# [Available data]

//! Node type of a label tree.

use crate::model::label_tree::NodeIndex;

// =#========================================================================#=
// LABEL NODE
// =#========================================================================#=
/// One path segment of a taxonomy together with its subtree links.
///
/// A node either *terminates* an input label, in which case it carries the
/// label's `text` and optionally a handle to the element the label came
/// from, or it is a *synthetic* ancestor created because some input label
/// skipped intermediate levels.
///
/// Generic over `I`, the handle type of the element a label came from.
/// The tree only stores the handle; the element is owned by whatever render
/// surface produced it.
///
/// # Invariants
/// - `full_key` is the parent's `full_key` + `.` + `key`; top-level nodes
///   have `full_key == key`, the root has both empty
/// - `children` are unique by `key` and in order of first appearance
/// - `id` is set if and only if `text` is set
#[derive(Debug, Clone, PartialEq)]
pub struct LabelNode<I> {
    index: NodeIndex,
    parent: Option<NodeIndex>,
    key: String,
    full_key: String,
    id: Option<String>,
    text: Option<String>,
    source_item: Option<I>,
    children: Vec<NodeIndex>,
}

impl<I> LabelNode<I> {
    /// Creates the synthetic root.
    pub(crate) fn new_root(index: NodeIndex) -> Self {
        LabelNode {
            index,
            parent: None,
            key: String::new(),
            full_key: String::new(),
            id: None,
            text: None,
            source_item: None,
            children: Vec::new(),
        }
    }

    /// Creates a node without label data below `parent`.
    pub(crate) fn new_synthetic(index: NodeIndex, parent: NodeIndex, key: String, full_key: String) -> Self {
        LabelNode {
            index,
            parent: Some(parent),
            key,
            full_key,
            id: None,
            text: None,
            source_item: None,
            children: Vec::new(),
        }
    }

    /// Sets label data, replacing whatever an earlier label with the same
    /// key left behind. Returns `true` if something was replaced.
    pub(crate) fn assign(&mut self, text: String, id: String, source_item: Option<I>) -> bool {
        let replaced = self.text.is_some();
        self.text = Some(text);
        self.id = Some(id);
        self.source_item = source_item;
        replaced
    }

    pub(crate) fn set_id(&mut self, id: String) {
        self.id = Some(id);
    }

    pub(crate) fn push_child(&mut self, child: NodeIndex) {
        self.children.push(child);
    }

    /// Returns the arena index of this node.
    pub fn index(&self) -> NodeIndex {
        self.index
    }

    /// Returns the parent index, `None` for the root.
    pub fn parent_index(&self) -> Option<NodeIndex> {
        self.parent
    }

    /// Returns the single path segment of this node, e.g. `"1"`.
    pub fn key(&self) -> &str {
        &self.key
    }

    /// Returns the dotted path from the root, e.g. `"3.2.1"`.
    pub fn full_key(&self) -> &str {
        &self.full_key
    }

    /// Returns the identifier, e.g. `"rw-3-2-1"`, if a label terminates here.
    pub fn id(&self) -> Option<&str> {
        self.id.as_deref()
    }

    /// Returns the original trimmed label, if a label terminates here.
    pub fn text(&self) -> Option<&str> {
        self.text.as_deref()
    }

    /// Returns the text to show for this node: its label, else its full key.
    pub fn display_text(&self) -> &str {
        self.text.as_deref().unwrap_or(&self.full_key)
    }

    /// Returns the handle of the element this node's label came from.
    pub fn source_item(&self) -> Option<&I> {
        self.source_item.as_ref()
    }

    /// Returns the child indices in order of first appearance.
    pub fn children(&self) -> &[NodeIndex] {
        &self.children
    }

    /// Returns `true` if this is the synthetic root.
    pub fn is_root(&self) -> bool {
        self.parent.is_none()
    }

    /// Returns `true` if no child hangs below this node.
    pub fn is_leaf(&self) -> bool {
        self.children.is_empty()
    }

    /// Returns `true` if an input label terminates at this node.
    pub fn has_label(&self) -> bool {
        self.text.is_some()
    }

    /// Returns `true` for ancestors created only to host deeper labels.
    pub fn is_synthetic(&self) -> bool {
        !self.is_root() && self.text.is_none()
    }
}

# [Instructions to follow]
Find "from" in the data above. Report each line where it appears.

# [Reply]
/// from, or it is a *synthetic* ancestor created because some input label
/// Generic over `I`, the handle type of the element a label came from.
    /// Returns the dotted path from the root, e.g. `"3.2.1"`.
    /// Returns the handle of the element this node's label came from.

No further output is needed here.